Oh...back to school. There is much to be said about it, though I imagine that you could all infer all that I have to say. The overriding theme of this past week has been exhaustion. Going back to work, after a nice and relaxed summer, is always exhausting in addition to being exciting and adventurous and all those other good things.
What is different about this school year, is that I am going back to school as a mom for the first time. I just took a moment to read my blog post from this time last year. Wow! What a difference a year makes. Last year, I was thankful to be heading back to school because I had an entire summer to just sit around and think (and worry) about the adoption process. I remember it being an entire summer of worrying about when we would be chosen. Last year, I was sure that we would never be chosen and that our baby would never find us.

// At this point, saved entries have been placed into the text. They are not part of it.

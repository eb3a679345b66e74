//! # Route Module
//!
//! A [`Route`] is the single declaration an endpoint is derived from: the
//! request pipeline reads its schemas, dependencies and handler, and the
//! document generator reads the same schemas plus its [`RouteMetadata`].
//!
//! ## Construction
//!
//! Routes are built from a method, a path template and a [`RouteConfig`].
//! Construction checks everything that can be checked without a registry:
//!
//! - the template parses (`/users/{id}`, identifier names, no duplicates)
//! - every declared schema is usable by its backend
//! - the params schema names exactly the template's parameters
//! - a handler is present
//!
//! After construction a route is immutable and is shared as `Arc<Route>`.
//!
//! ## Handlers
//!
//! Handlers are async closures taking a [`RequestContext`] and returning any
//! `Serialize` value or a [`crate::error::HandlerError`]. The context exposes
//! the parsed inputs, resolved dependencies and the background task hook.

mod context;
mod core;
mod template;

pub use context::{
    HeaderVec, ParamVec, RequestContext, RequestHead, MAX_INLINE_HEADERS, MAX_INLINE_PARAMS,
};
pub use core::{Handler, HandlerFuture, Route, RouteConfig, RouteMetadata};
pub use template::{normalize_path, split_segments, PathTemplate, Segment};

Last year, I was certain that another school year (or two) were certain to go by before Carla and I got to call ourselves moms. How very wrong I was.

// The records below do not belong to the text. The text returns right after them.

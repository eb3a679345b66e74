//! # Testing Module
//!
//! In-process harness for exercising an [`Engine`] without a transport.
//! Routes are registered exactly as in production; requests go straight
//! into [`Engine::handle`].
//!
//! ```rust
//! use brrtapi::pipeline::App;
//! use brrtapi::route::RouteConfig;
//! use brrtapi::testing::{assert_boundary_table, BoundaryCase, TestClient};
//! use serde_json::json;
//!
//! # #[tokio::main(flavor = "current_thread")]
//! # async fn main() {
//! let mut app = App::default();
//! app.post(
//!     "/users",
//!     RouteConfig::new()
//!         .body(json!({
//!             "type": "object",
//!             "properties": { "age": { "type": "integer", "minimum": 18 } },
//!             "required": ["age"]
//!         }))
//!         .handler(|ctx| async move { Ok(ctx.body().clone()) }),
//! )
//! .unwrap();
//! let client = TestClient::new(app.build().unwrap());
//!
//! assert_boundary_table(
//!     &client,
//!     |client, age| client.post("/users").json(&json!({ "age": age })),
//!     &[BoundaryCase::reject(json!(17)), BoundaryCase::accept(json!(18))],
//! )
//! .await;
//! # }
//! ```

use crate::pipeline::{Engine, EngineRequest, EngineResponse};
use http::{Method, StatusCode};
use serde::de::DeserializeOwned;
use serde::Serialize;
use serde_json::Value;
use std::fmt::Write as _;

/// Synthetic client bound to one engine
#[derive(Clone, Debug)]
pub struct TestClient {
    engine: Engine,
}

impl TestClient {
    #[must_use]
    pub fn new(engine: Engine) -> Self {
        Self { engine }
    }

    #[must_use]
    pub fn engine(&self) -> &Engine {
        &self.engine
    }

    /// Start a request; `target` may carry a query string.
    #[must_use]
    pub fn request(&self, method: Method, target: &str) -> RequestBuilder {
        RequestBuilder {
            engine: self.engine.clone(),
            request: EngineRequest::new(method, target),
        }
    }

    #[must_use]
    pub fn get(&self, target: &str) -> RequestBuilder {
        self.request(Method::GET, target)
    }

    #[must_use]
    pub fn post(&self, target: &str) -> RequestBuilder {
        self.request(Method::POST, target)
    }

    #[must_use]
    pub fn put(&self, target: &str) -> RequestBuilder {
        self.request(Method::PUT, target)
    }

    #[must_use]
    pub fn patch(&self, target: &str) -> RequestBuilder {
        self.request(Method::PATCH, target)
    }

    #[must_use]
    pub fn delete(&self, target: &str) -> RequestBuilder {
        self.request(Method::DELETE, target)
    }
}

/// One synthetic request under construction
#[derive(Debug)]
pub struct RequestBuilder {
    engine: Engine,
    request: EngineRequest,
}

impl RequestBuilder {
    /// Append a query pair (percent-encoded)
    #[must_use]
    pub fn query(mut self, key: &str, value: impl AsRef<str>) -> Self {
        let pair = url::form_urlencoded::Serializer::new(String::new())
            .append_pair(key, value.as_ref())
            .finish();
        match &mut self.request.query {
            Some(query) if !query.is_empty() => {
                query.push('&');
                query.push_str(&pair);
            }
            slot => *slot = Some(pair),
        }
        self
    }

    #[must_use]
    pub fn header(mut self, name: &str, value: impl Into<String>) -> Self {
        self.request = self.request.header(name, value);
        self
    }

    /// JSON body; a value that cannot be serialized is sent as `null`.
    #[must_use]
    pub fn json<T: Serialize + ?Sized>(mut self, body: &T) -> Self {
        let value = serde_json::to_value(body).unwrap_or(Value::Null);
        self.request = self.request.json(&value);
        self
    }

    /// Raw body bytes, sent as-is
    #[must_use]
    pub fn body(mut self, body: impl Into<Vec<u8>>) -> Self {
        self.request = self.request.body(body);
        self
    }

    /// Run the request; its background tasks start once the response is
    /// captured.
    pub async fn send(self) -> TestResponse {
        let (response, after) = self.engine.dispatch(self.request).await.into_parts();
        let captured = TestResponse { inner: response };
        after.run();
        captured
    }
}

/// Response captured by the harness, with assertion helpers
#[derive(Debug, Clone)]
pub struct TestResponse {
    inner: EngineResponse,
}

impl TestResponse {
    #[must_use]
    pub fn status(&self) -> StatusCode {
        self.inner.status
    }

    #[must_use]
    pub fn header(&self, name: &str) -> Option<&str> {
        self.inner.header(name)
    }

    #[must_use]
    pub fn json(&self) -> &Value {
        &self.inner.body
    }

    /// Deserialize the body into `T`.
    pub fn json_as<T: DeserializeOwned>(&self) -> serde_json::Result<T> {
        serde_json::from_value(self.inner.body.clone())
    }

    /// Body as it would be written to the wire
    #[must_use]
    pub fn text(&self) -> String {
        String::from_utf8_lossy(&self.inner.body_bytes()).into_owned()
    }

    #[must_use]
    pub fn into_inner(self) -> EngineResponse {
        self.inner
    }

    /// Field paths of a validation failure, e.g. `["body.age"]`
    #[must_use]
    pub fn error_fields(&self) -> Vec<String> {
        let Some(errors) = self.inner.body.get("errors").and_then(Value::as_array) else {
            return Vec::new();
        };
        errors
            .iter()
            .filter_map(|e| e.get("loc").and_then(Value::as_array))
            .map(|loc| {
                loc.iter()
                    .filter_map(Value::as_str)
                    .collect::<Vec<_>>()
                    .join(".")
            })
            .collect()
    }

    /// Panic with the body attached unless the status matches.
    #[track_caller]
    pub fn assert_status(&self, expected: u16) -> &Self {
        assert_eq!(
            self.inner.status.as_u16(),
            expected,
            "unexpected status, body: {}",
            self.inner.body
        );
        self
    }

    #[track_caller]
    pub fn assert_json(&self, expected: &Value) -> &Self {
        assert_eq!(&self.inner.body, expected, "unexpected response body");
        self
    }
}

/// What a boundary case expects from the engine
#[derive(Debug, Clone, Copy, PartialEq, Eq)]
pub enum Expectation {
    /// Any 2xx
    Accept,
    /// Input validation failure (422)
    Reject,
    /// Exactly this status
    Status(u16),
}

impl Expectation {
    fn holds(self, status: StatusCode) -> bool {
        match self {
            Expectation::Accept => status.is_success(),
            Expectation::Reject => status == StatusCode::UNPROCESSABLE_ENTITY,
            Expectation::Status(code) => status.as_u16() == code,
        }
    }
}

/// One row of a boundary table
#[derive(Debug, Clone, PartialEq)]
pub struct BoundaryCase {
    pub input: Value,
    pub expect: Expectation,
}

impl BoundaryCase {
    #[must_use]
    pub fn accept(input: Value) -> Self {
        Self {
            input,
            expect: Expectation::Accept,
        }
    }

    #[must_use]
    pub fn reject(input: Value) -> Self {
        Self {
            input,
            expect: Expectation::Reject,
        }
    }

    #[must_use]
    pub fn status(input: Value, status: u16) -> Self {
        Self {
            input,
            expect: Expectation::Status(status),
        }
    }
}

/// Outcome of one boundary row that did not meet its expectation
#[derive(Debug, Clone)]
pub struct BoundaryMismatch {
    pub case: BoundaryCase,
    pub status: StatusCode,
    pub body: Value,
}

/// Issue one request per case and collect the rows whose outcome differs
/// from the expectation. Cases run sequentially in table order.
pub async fn run_boundary_table<F>(
    client: &TestClient,
    build: F,
    cases: &[BoundaryCase],
) -> Vec<BoundaryMismatch>
where
    F: Fn(&TestClient, &Value) -> RequestBuilder,
{
    let mut mismatches = Vec::new();
    for case in cases {
        let response = build(client, &case.input).send().await;
        if !case.expect.holds(response.status()) {
            mismatches.push(BoundaryMismatch {
                case: case.clone(),
                status: response.status(),
                body: response.into_inner().body,
            });
        }
    }
    mismatches
}

/// [`run_boundary_table`], panicking with every failed row.
#[allow(clippy::panic)]
pub async fn assert_boundary_table<F>(client: &TestClient, build: F, cases: &[BoundaryCase])
where
    F: Fn(&TestClient, &Value) -> RequestBuilder,
{
    let mismatches = run_boundary_table(client, build, cases).await;
    if mismatches.is_empty() {
        return;
    }
    let mut report = String::new();
    for m in &mismatches {
        writeln!(
            report,
            "  input {} expected {:?}, got {} {}",
            m.case.input, m.case.expect, m.status, m.body
        )
        .ok();
    }
    panic!(
        "{} of {} boundary cases failed:\n{report}",
        mismatches.len(),
        cases.len()
    );
}

#[cfg(test)]
mod tests {
    use super::*;
    use crate::pipeline::App;
    use crate::route::RouteConfig;
    use serde_json::json;

    fn client() -> TestClient {
        let mut app = App::default();
        app.get(
            "/echo",
            RouteConfig::new().handler(|ctx| async move { Ok(ctx.query().clone()) }),
        )
        .unwrap();
        app.put(
            "/ages",
            RouteConfig::new()
                .body(json!({
                    "type": "object",
                    "properties": { "age": { "type": "integer", "minimum": 18, "maximum": 120 } },
                    "required": ["age"]
                }))
                .handler(|ctx| async move { Ok(ctx.body().clone()) }),
        )
        .unwrap();
        TestClient::new(app.build().unwrap())
    }

    #[tokio::test]
    async fn query_pairs_are_encoded_and_appended() {
        let response = client()
            .get("/echo?a=1")
            .query("b", "x y")
            .query("c", "&")
            .send()
            .await;
        response
            .assert_status(200)
            .assert_json(&json!({ "a": "1", "b": "x y", "c": "&" }));
    }

    #[tokio::test]
    async fn error_fields_are_dotted() {
        let response = client().put("/ages").json(&json!({ "age": "x" })).send().await;
        response.assert_status(422);
        assert_eq!(response.error_fields(), vec!["body.age"]);
    }

    #[tokio::test]
    async fn boundary_table_reports_mismatches() {
        let client = client();
        let cases = [
            BoundaryCase::reject(json!(17)),
            BoundaryCase::accept(json!(18)),
            // Deliberately wrong expectation
            BoundaryCase::accept(json!(121)),
            BoundaryCase::status(json!(120), 200),
        ];
        let mismatches = run_boundary_table(
            &client,
            |c, age| c.put("/ages").json(&json!({ "age": age })),
            &cases,
        )
        .await;
        assert_eq!(mismatches.len(), 1);
        assert_eq!(mismatches[0].case.input, json!(121));
        assert_eq!(mismatches[0].status, StatusCode::UNPROCESSABLE_ENTITY);
    }

    #[tokio::test]
    #[should_panic(expected = "1 of 1 boundary cases failed")]
    async fn boundary_assertion_panics_on_mismatch() {
        let client = client();
        assert_boundary_table(
            &client,
            |c, age| c.put("/ages").json(&json!({ "age": age })),
            &[BoundaryCase::accept(json!(5))],
        )
        .await;
    }
}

This year, I am going back to school after spending an entire summer with little Millie and as a family of three. Needless to say, it was a lot harder to go back to work this year than last year. But, the inevitable arrived. The first day of school. While getting back in the groove of the school year has been exhausting, there have been many good things to help make the transition a little less painful.
The most exciting part of going back to school this year has been the new role that I will be playing at school. As you might have gathered by now, in general, I despise change. I don't like change, I don't like adjusting to change, mostly I live my life hoping that things will remain comfortable predictable. However, after teaching fifth grade for nine years, I was ready for some sort of change. But I didn't want to change schools and I didn't want to change grade levels (I know, it doesn't seem like I have left much room for anything different). What I did change was what I would be teaching in fifth grade. This year, I will be sharing two classes full of fifth graders. I will be seeing one class in the morning and a second class in the afternoon. I will only be teaching literacy this year. Teaching literacy has always been my absolute favorite part of my job. I love bringing the love of reading and writing to my fifth graders and I love watching the transformations that take place. So that is what I will be focusing on this year and I am thrilled. My fellow fifth grade teacher will be taking the kids the other half of the day and teaching them science, social studies and math (my least favorite of all subjects to teach).

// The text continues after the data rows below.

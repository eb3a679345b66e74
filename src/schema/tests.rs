use super::*;
use crate::error::EngineError;
use serde_json::{json, Value};

fn age_schema() -> SchemaRef {
    json!({
        "type": "object",
        "properties": {
            "age": { "type": "integer", "minimum": 18, "maximum": 120 },
            "nickname": { "type": ["string", "null"], "description": "Optional handle" }
        },
        "required": ["age"]
    })
    .into_schema_ref()
}

fn issues(err: EngineError) -> Vec<ValidationIssue> {
    match err {
        EngineError::Validation { issues, .. } => issues,
        other => panic!("expected validation error, got {other:?}"),
    }
}

#[test]
fn body_within_bounds_passes_unchanged() {
    let adapter = SchemaAdapter::new();
    let body = json!({ "age": 18, "nickname": null });
    let parsed = adapter
        .validate(Some(&age_schema()), &body, InputLocation::Body)
        .unwrap();
    assert_eq!(parsed, body);
}

#[test]
fn each_violated_field_is_reported() {
    let adapter = SchemaAdapter::new();
    let schema = json!({
        "type": "object",
        "properties": {
            "age": { "type": "integer", "minimum": 18 },
            "email": { "type": "string", "minLength": 3 },
            "name": { "type": "string" }
        },
        "required": ["age", "email", "name"]
    })
    .into_schema_ref();

    let err = adapter
        .validate(Some(&schema), &json!({ "age": 17, "email": "a" }), InputLocation::Body)
        .unwrap_err();
    let mut fields: Vec<String> = issues(err).into_iter().map(|i| i.field).collect();
    fields.sort();
    assert_eq!(fields, vec!["age", "email", "name"]);
}

#[test]
fn missing_field_is_reported_as_missing() {
    let adapter = SchemaAdapter::new();
    let err = adapter
        .validate(Some(&age_schema()), &json!({}), InputLocation::Body)
        .unwrap_err();
    let issues = issues(err);
    assert_eq!(issues.len(), 1);
    assert_eq!(issues[0].field, "age");
    assert_eq!(issues[0].kind, "missing");
}

#[test]
fn body_strings_are_not_coerced() {
    let adapter = SchemaAdapter::new();
    let err = adapter
        .validate(Some(&age_schema()), &json!({ "age": "30" }), InputLocation::Body)
        .unwrap_err();
    assert_eq!(issues(err)[0].field, "age");
}

#[test]
fn path_strings_are_coerced_to_declared_types() {
    let adapter = SchemaAdapter::new();
    let schema = json!({
        "type": "object",
        "properties": {
            "id": { "type": "integer" },
            "ratio": { "type": "number" },
            "active": { "type": "boolean" },
            "slug": { "type": "string" }
        }
    })
    .into_schema_ref();
    let raw = json!({ "id": "123", "ratio": "0.5", "active": "true", "slug": " 007 " });
    let parsed = adapter
        .validate(Some(&schema), &raw, InputLocation::Path)
        .unwrap();
    assert_eq!(
        parsed,
        json!({ "id": 123, "ratio": 0.5, "active": true, "slug": " 007 " })
    );
}

#[test]
fn uncoercible_path_value_is_a_field_error() {
    let adapter = SchemaAdapter::new();
    let schema = json!({
        "type": "object",
        "properties": { "id": { "type": "integer" } }
    })
    .into_schema_ref();
    let err = adapter
        .validate(Some(&schema), &json!({ "id": "abc" }), InputLocation::Path)
        .unwrap_err();
    let issues = issues(err);
    assert_eq!(issues.len(), 1);
    assert_eq!(issues[0].field, "id");
}

#[test]
fn repeated_query_values_follow_the_declared_type() {
    let adapter = SchemaAdapter::new();
    let schema = json!({
        "type": "object",
        "properties": {
            "tag": { "type": "array", "items": { "type": "integer" } },
            "limit": { "type": "integer" }
        }
    })
    .into_schema_ref();
    let raw = json!({ "tag": ["1", "2"], "limit": ["10", "20"] });
    let parsed = adapter
        .validate(Some(&schema), &raw, InputLocation::Query)
        .unwrap();
    assert_eq!(parsed, json!({ "tag": [1, 2], "limit": 20 }));

    let single = adapter
        .validate(Some(&schema), &json!({ "tag": "7" }), InputLocation::Query)
        .unwrap();
    assert_eq!(single, json!({ "tag": [7] }));
}

#[test]
fn absent_schema_is_invalid() {
    let adapter = SchemaAdapter::new();
    assert!(matches!(
        adapter.validate(None, &Value::Null, InputLocation::Body),
        Err(EngineError::InvalidSchema { .. })
    ));
    assert!(matches!(
        adapter.is_optional(None),
        Err(EngineError::InvalidSchema { .. })
    ));
    assert!(matches!(
        adapter.is_nullable(None),
        Err(EngineError::InvalidSchema { .. })
    ));
    assert!(matches!(
        adapter.describe(None),
        Err(EngineError::InvalidSchema { .. })
    ));
    assert!(matches!(
        adapter.to_structural_schema(None),
        Err(EngineError::InvalidSchema { .. })
    ));
}

#[test]
fn malformed_schema_is_invalid() {
    let adapter = SchemaAdapter::new();
    let not_an_object = json!("integer").into_schema_ref();
    assert!(matches!(
        adapter.to_structural_schema(Some(&not_an_object)),
        Err(EngineError::InvalidSchema { .. })
    ));
    let bad_keyword = json!({ "type": 12 }).into_schema_ref();
    assert!(matches!(
        adapter.describe(Some(&bad_keyword)),
        Err(EngineError::InvalidSchema { .. })
    ));
    assert!(JsonSchema::try_new(json!({ "minimum": "ten" })).is_err());
}

#[test]
fn introspection_reads_fields() {
    let adapter = SchemaAdapter::new();
    let fields = adapter.fields(Some(&age_schema())).unwrap();
    let (name, age) = &fields[0];
    assert_eq!(name, "age");
    assert!(!adapter.is_optional(Some(age)).unwrap());
    assert!(!adapter.is_nullable(Some(age)).unwrap());

    let (name, nickname) = &fields[1];
    assert_eq!(name, "nickname");
    assert!(adapter.is_optional(Some(nickname)).unwrap());
    assert!(adapter.is_nullable(Some(nickname)).unwrap());
    assert_eq!(
        adapter.describe(Some(nickname)).unwrap().as_deref(),
        Some("Optional handle")
    );
}

#[test]
fn structural_schema_is_verbatim() {
    let raw = json!({ "type": "string", "format": "email", "maxLength": 64 });
    let schema = raw.clone().into_schema_ref();
    assert_eq!(
        SchemaAdapter::new().to_structural_schema(Some(&schema)).unwrap(),
        raw
    );
}

#[test]
fn nested_violations_carry_the_full_field_path() {
    let adapter = SchemaAdapter::new();
    let schema = json!({
        "type": "object",
        "properties": {
            "address": {
                "type": "object",
                "properties": {
                    "zip": { "type": "string" },
                    "city": { "type": "string" }
                },
                "required": ["city"]
            },
            "tags": { "type": "array", "items": { "type": "string" } }
        }
    })
    .into_schema_ref();

    let err = adapter
        .validate(
            Some(&schema),
            &json!({ "address": { "zip": 5 }, "tags": ["a", 2] }),
            InputLocation::Body,
        )
        .unwrap_err();
    let mut fields: Vec<(String, String)> = issues(err)
        .into_iter()
        .map(|i| (i.field, i.kind))
        .collect();
    fields.sort();
    assert_eq!(
        fields,
        vec![
            ("address.city".to_string(), "missing".to_string()),
            ("address.zip".to_string(), "type".to_string()),
            ("tags.1".to_string(), "type".to_string()),
        ]
    );
}

#[test]
fn object_level_violations_are_reported_beside_field_errors() {
    let adapter = SchemaAdapter::new();
    let schema = json!({
        "type": "object",
        "properties": { "age": { "type": "integer", "minimum": 18 } },
        "additionalProperties": false
    })
    .into_schema_ref();

    let err = adapter
        .validate(Some(&schema), &json!({ "age": 5, "extra": 1 }), InputLocation::Body)
        .unwrap_err();
    let mut fields: Vec<(String, String)> = issues(err)
        .into_iter()
        .map(|i| (i.field, i.kind))
        .collect();
    fields.sort();
    assert_eq!(
        fields,
        vec![
            ("age".to_string(), "minimum".to_string()),
            ("extra".to_string(), "additionalProperties".to_string()),
        ]
    );
}

#[test]
fn object_keywords_without_a_field_point_at_the_root() {
    let adapter = SchemaAdapter::new();
    let schema = json!({ "type": "object", "minProperties": 2 }).into_schema_ref();
    let err = adapter
        .validate(Some(&schema), &json!({ "a": 1 }), InputLocation::Body)
        .unwrap_err();
    let issues = issues(err);
    assert_eq!(issues.len(), 1);
    assert_eq!(issues[0].field, "");
    assert_eq!(issues[0].kind, "minProperties");
}
use brrtapi::registry::RouteRegistry;
use brrtapi::{App, EngineRequest, Route, RouteConfig};
use criterion::{criterion_group, criterion_main, Criterion};
use http::Method;
use serde_json::json;
use std::hint::black_box;

const PATHS: &[(&str, &[&str])] = &[
    ("/", &["GET"]),
    ("/zoo/animals", &["GET", "POST"]),
    ("/zoo/animals/{id}", &["GET", "PUT", "PATCH", "DELETE"]),
    ("/zoo/animals/{id}/toys/{toy_id}", &["GET"]),
    (
        "/zoo/{category}/animals/{id}/habitats/{habitat_id}/sections/{section_id}",
        &["GET"],
    ),
    (
        "/inventory/{warehouse_id}/feeds/{feed_id}/items/{item_id}/batches/{batch_id}",
        &["POST"],
    ),
    ("/complex/{a}/{b}/{c}/{d}/{e}/{f}/{g}/{h}/{i}", &["GET"]),
    ("/zoo/health", &["HEAD", "OPTIONS"]),
];

fn ok() -> RouteConfig {
    RouteConfig::new().handler(|_| async { Ok(json!({ "ok": true })) })
}

fn registry() -> RouteRegistry {
    let mut registry = RouteRegistry::new();
    for (path, methods) in PATHS {
        for method in *methods {
            let method = Method::from_bytes(method.as_bytes()).expect("valid method");
            registry
                .register(Route::new(method, path, ok()).expect("valid route"))
                .expect("no conflict");
        }
    }
    // Filler routes so lookup is measured against a realistic registry size
    for i in 0..200 {
        let path = format!("/filler/r{i}/{{id}}");
        registry
            .register(Route::new(Method::GET, &path, ok()).expect("valid route"))
            .expect("no conflict");
    }
    registry.freeze();
    registry
}

fn bench_route_lookup(c: &mut Criterion) {
    let registry = registry();
    let requests = [
        (Method::GET, "/zoo/animals/123"),
        (Method::GET, "/zoo/animals/123/toys/456"),
        (Method::GET, "/zoo/cats/animals/123/habitats/88/sections/5"),
        (Method::POST, "/inventory/1/feeds/2/items/3/batches/4"),
        (Method::GET, "/complex/1/2/3/4/5/6/7/8/9"),
        (Method::GET, "/filler/r150/9"),
    ];
    c.bench_function("route_lookup", |b| {
        b.iter(|| {
            for (method, path) in &requests {
                let found = registry.find(method, path);
                black_box(&found);
            }
        })
    });
    c.bench_function("route_lookup_miss", |b| {
        b.iter(|| black_box(registry.find(&Method::GET, "/zoo/animals/1/unknown")))
    });
}

fn bench_pipeline(c: &mut Criterion) {
    let runtime = tokio::runtime::Builder::new_current_thread()
        .build()
        .expect("runtime");
    let mut app = App::default();
    app.get(
        "/users/{id}",
        RouteConfig::new()
            .params(json!({
                "type": "object",
                "properties": { "id": { "type": "integer" } },
                "required": ["id"]
            }))
            .handler(|ctx| async move { Ok(json!({ "id": ctx.params()["id"] })) }),
    )
    .expect("valid route");
    let engine = app.build().expect("engine");

    c.bench_function("pipeline_get_user", |b| {
        b.iter(|| {
            let response =
                runtime.block_on(engine.handle(EngineRequest::new(Method::GET, "/users/42")));
            black_box(response)
        })
    });
}

criterion_group!(benches, bench_route_lookup, bench_pipeline);
criterion_main!(benches);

While we are both thrilled with the change and with the possibilities that the change will bring, it has definitely been an adjustment. We are now faced with the task of connecting with twice as many students. For me, and for so many of us teachers, building relationships with our students is EVERYTHING. Without them, the important work that we have to do is just not possible. If our students aren't convinced that we are on their side, then we will face resistance every time we want to push them just a bit outside of their comfort zone to the place where all the good learning really happens. If our students aren't convinced that we show up every day because we love them and want to help them to be the very best version of themselves then they won't be willing to trust us when we ask them to do something they would really rather not do. So, yes, the relationships are important. As I said, they are everything.
This year, there are twice as many relationships to build and that has been tough. I try to remember that it always takes time and so this year it will take twice as much time and I must be patient.
And in addition to having two classes instead of one, this is the first year that I am attempting to build these relationships while also saving energy for my Millie. It is new and somewhat challenging to figure out, but like everything else that comes along with Millie, it is so so very much worth it.
Besides the changes at school, it is good to be back with my coworkers, many of whom feel more like family than like collegues. It is good to be back doing what I love. And after a summer of trying to figure out how to be a first time mom, it is good to be back at school where I get to do something that I have already been figuring out for over ten years. There is comfort in stepping back into the classroom and I am happy to be back in that comfort.
So as this school year begins, it is incredible to look back at where I was a year ago and equally incredible to think about where I will be a year from now. So much growing takes places over the course of a school year. Yes, it is incredible to see the growth in my students, but it is also incredible when I am able to see the growth in myself as well.